Clark Kent's rocket from Krypton landed in Smallville, Kansas a bit later than in real life, offering a late teen debut of Superman in 1963 as part of an atomic age second act of the Cuban Missile Crisis. As with David Goyer's cinematic take, Pa Kent is averse to his son using his powers in any way, much less ever leaving home to do so, and warns him about unintended consequences with the story of his accidental wartime killing of a child. The flying farmboy in overalls nonetheless inserts himself into a moment of geopolitical panic that's ultimately responsible for the fiery death of the citizens of Coast City, California. Cue a rapper monotonously and repetitively intoning "this is the remix."

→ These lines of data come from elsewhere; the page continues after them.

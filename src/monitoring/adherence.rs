//! Adherence aggregation over normalized dose events.

use std::collections::HashMap;

use crate::config::DelayedBucket;
use crate::models::enums::DoseStatus;
use crate::models::{DoseEvent, SubjectId};

use super::types::AdherenceSummary;

/// Counting policy for statuses whose bucket is a judgement call.
#[derive(Debug, Clone, Copy, PartialEq, Eq, Default)]
pub struct AdherencePolicy {
    pub delayed_bucket: DelayedBucket,
}

/// Summary bucket a status is counted in.
#[derive(Debug, Clone, Copy, PartialEq, Eq)]
pub enum Bucket {
    Completed,
    Missed,
    Pending,
}

pub fn bucket_of(status: DoseStatus, policy: &AdherencePolicy) -> Bucket {
    match status {
        DoseStatus::Taken => Bucket::Completed,
        DoseStatus::Missed | DoseStatus::Skipped => Bucket::Missed,
        DoseStatus::Delayed => match policy.delayed_bucket {
            DelayedBucket::Pending => Bucket::Pending,
            DelayedBucket::Missed => Bucket::Missed,
        },
        DoseStatus::Pending | DoseStatus::Unknown => Bucket::Pending,
    }
}

/// Whole-percent completion; 0 when there is nothing to complete.
pub fn completion_rate(completed: u32, total: u32) -> u32 {
    if total == 0 {
        return 0;
    }
    ((completed as f64 / total as f64) * 100.0).round() as u32
}

/// Aggregate a scope's dose events into one summary.
pub fn aggregate(events: &[DoseEvent], policy: &AdherencePolicy) -> AdherenceSummary {
    let mut summary = AdherenceSummary::default();
    let mut last: Option<&DoseEvent> = None;

    for event in events {
        summary.total += 1;
        if event.status == DoseStatus::Delayed {
            summary.delayed += 1;
        }
        match bucket_of(event.status, policy) {
            Bucket::Completed => summary.completed += 1,
            Bucket::Missed => {
                summary.missed += 1;
                summary.missed_events.push(event.clone());
            }
            Bucket::Pending => summary.pending += 1,
        }

        let Some(at) = event.activity_time() else {
            continue;
        };
        let newer = last.map_or(true, |current| {
            (Some(at), event.ingest_seq) > (current.activity_time(), current.ingest_seq)
        });
        if newer {
            last = Some(event);
        }
    }

    summary.completion_rate = completion_rate(summary.completed, summary.total);
    summary.last_dose = last.cloned();
    summary
}

/// Per-subject summaries, in order of first appearance.
pub fn aggregate_by_subject(
    events: &[DoseEvent],
    policy: &AdherencePolicy,
) -> Vec<(SubjectId, AdherenceSummary)> {
    let mut order: Vec<SubjectId> = Vec::new();
    let mut groups: HashMap<&SubjectId, Vec<DoseEvent>> = HashMap::new();

    for event in events {
        let group = groups.entry(&event.subject_user_id).or_default();
        if group.is_empty() {
            order.push(event.subject_user_id.clone());
        }
        group.push(event.clone());
    }

    order
        .into_iter()
        .map(|subject| {
            let summary = groups
                .get(&subject)
                .map(|group| aggregate(group, policy))
                .unwrap_or_default();
            (subject, summary)
        })
        .collect()
}

#[cfg(test)]
mod tests {
    use chrono::{DateTime, Duration, Utc};
    use serde_json::json;

    use super::*;
    use crate::monitoring::normalizer::normalize_dose_batch;
    use crate::monitoring::types::NormalizeContext;

    fn now() -> DateTime<Utc> {
        "2026-03-10T12:00:00Z".parse().unwrap()
    }

    fn event(id: &str, status: DoseStatus, taken_at: Option<DateTime<Utc>>, seq: u64) -> DoseEvent {
        DoseEvent {
            id: id.into(),
            subject_user_id: SubjectId::new("u1"),
            subject_name: None,
            medicine_name: Some("Metformin".into()),
            dose: None,
            scheduled_at: None,
            taken_at,
            status,
            recorded_at: None,
            ingest_seq: seq,
        }
    }

    #[test]
    fn mixed_shape_scenario() {
        let ctx = NormalizeContext::new(now()).with_default_subject(SubjectId::new("me"));
        let past = (now() - Duration::minutes(15)).to_rfc3339();
        let records = vec![
            json!({"status": "taken"}),
            json!({"status": "missed"}),
            json!({"confirmed": false}),
            json!({"scheduled_time": past, "status": null}),
        ];
        let batch = normalize_dose_batch(&records, &ctx);
        assert!(batch.failures.is_empty());

        let summary = aggregate(&batch.records, &AdherencePolicy::default());
        assert_eq!(summary.total, 4);
        assert_eq!(summary.completed, 1);
        assert_eq!(summary.missed, 2);
        assert_eq!(summary.pending, 1);
        assert_eq!(summary.delayed, 1);
        assert_eq!(summary.completion_rate, 25);
        assert_eq!(summary.missed_events.len(), 2);
    }

    #[test]
    fn empty_input_has_zero_rate() {
        let summary = aggregate(&[], &AdherencePolicy::default());
        assert_eq!(summary.total, 0);
        assert_eq!(summary.completion_rate, 0);
        assert!(summary.last_dose.is_none());
    }

    #[test]
    fn buckets_always_sum_to_total() {
        let statuses = [
            DoseStatus::Taken,
            DoseStatus::Missed,
            DoseStatus::Delayed,
            DoseStatus::Skipped,
            DoseStatus::Pending,
            DoseStatus::Unknown,
            DoseStatus::Taken,
        ];
        for policy in [
            AdherencePolicy::default(),
            AdherencePolicy { delayed_bucket: DelayedBucket::Missed },
        ] {
            let events: Vec<DoseEvent> = statuses
                .iter()
                .enumerate()
                .map(|(i, s)| event(&i.to_string(), *s, None, i as u64))
                .collect();
            let summary = aggregate(&events, &policy);
            assert_eq!(summary.completed + summary.missed + summary.pending, summary.total);
            assert!(summary.completion_rate <= 100);
        }
    }

    #[test]
    fn delayed_policy_moves_bucket_not_count() {
        let events = vec![event("a", DoseStatus::Delayed, None, 0)];
        let as_pending = aggregate(&events, &AdherencePolicy::default());
        assert_eq!((as_pending.pending, as_pending.missed, as_pending.delayed), (1, 0, 1));

        let as_missed = aggregate(
            &events,
            &AdherencePolicy { delayed_bucket: DelayedBucket::Missed },
        );
        assert_eq!((as_missed.pending, as_missed.missed, as_missed.delayed), (0, 1, 1));
    }

    #[test]
    fn completion_rate_rounds() {
        assert_eq!(completion_rate(1, 3), 33);
        assert_eq!(completion_rate(2, 3), 67);
        assert_eq!(completion_rate(3, 3), 100);
    }

    #[test]
    fn last_dose_prefers_latest_time_then_latest_ingest() {
        let t1 = now() - Duration::hours(3);
        let t2 = now() - Duration::hours(1);
        let events = vec![
            event("late-ingested-old", DoseStatus::Taken, Some(t1), 5),
            event("tie-a", DoseStatus::Taken, Some(t2), 1),
            event("no-time", DoseStatus::Missed, None, 9),
            event("tie-b", DoseStatus::Taken, Some(t2), 2),
        ];
        let summary = aggregate(&events, &AdherencePolicy::default());
        assert_eq!(summary.last_dose.unwrap().id, "tie-b");
        assert_eq!(summary.total, 4);
    }

    #[test]
    fn last_dose_falls_back_to_schedule() {
        let mut scheduled_only = event("s", DoseStatus::Pending, None, 0);
        scheduled_only.scheduled_at = Some(now() + Duration::hours(2));
        let taken = event("t", DoseStatus::Taken, Some(now() - Duration::hours(1)), 1);
        let summary = aggregate(&[scheduled_only, taken], &AdherencePolicy::default());
        assert_eq!(summary.last_dose.unwrap().id, "s");
    }

    #[test]
    fn by_subject_keeps_first_seen_order() {
        let mut a = event("1", DoseStatus::Taken, None, 0);
        a.subject_user_id = SubjectId::new("u2");
        let b = event("2", DoseStatus::Missed, None, 1);
        let mut c = event("3", DoseStatus::Missed, None, 2);
        c.subject_user_id = SubjectId::new("u2");

        let groups = aggregate_by_subject(&[a, b, c], &AdherencePolicy::default());
        assert_eq!(groups.len(), 2);
        assert_eq!(groups[0].0, SubjectId::new("u2"));
        assert_eq!(groups[0].1.total, 2);
        assert_eq!(groups[0].1.completion_rate, 50);
        assert_eq!(groups[1].1.missed, 1);
    }
}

Clark Kent stumbled upon the Fortress of Solitude and begins training to become Superman, plagued by imposter syndrome over the recent circumstances, and his failure to live up to the hologram of Jor-El's minimum expectations of his child's development. The following year, Clark moved to Metropolis, where he took over Lois Lane's old "kooks" beat after she leveled-up to full reporter. It was here that he met Pariah ("this is the remix, uh-huh uh-huh") and was given a prediction of multiversal doom that will hang over the entire mini-series. Elsewhere, Bruce Wayne further develops a rejected pitch to the military into his Batman arsenal, jet fighter Hal Jordan downs Abin Sur's starcraft, and Lois Lane investigates the great events of the times, including the story highlight of spending time in jail with the Freedom Riders. Lex Luthor creates another missile crisis so that he can rule over the ashes, but is captured by Batman, and the actual nukes are redirected by the arrival of Superman. The characterizations mostly fit the Tom Mankiewicz mold, so you'd be forgiven for hearing the voices of Reeve, Kidder, Cooper, Beatty, and especially Gene Hackman while reading. The outliers are at Wayne Manor, as you'd more rightly hear Sam Hamm as read by Keaton and Gough, including the complete absence of a Robin. A month later, Wonder Woman is dropped into the U.N. to state the need for Amazonian intervention in any future crisis, and joins Green Lantern and the World's Finest at the new Hall of Justice. You can use whatever voice you want to while reading Princess Diana, because she's little more than an obligatory visual presence throughout this story.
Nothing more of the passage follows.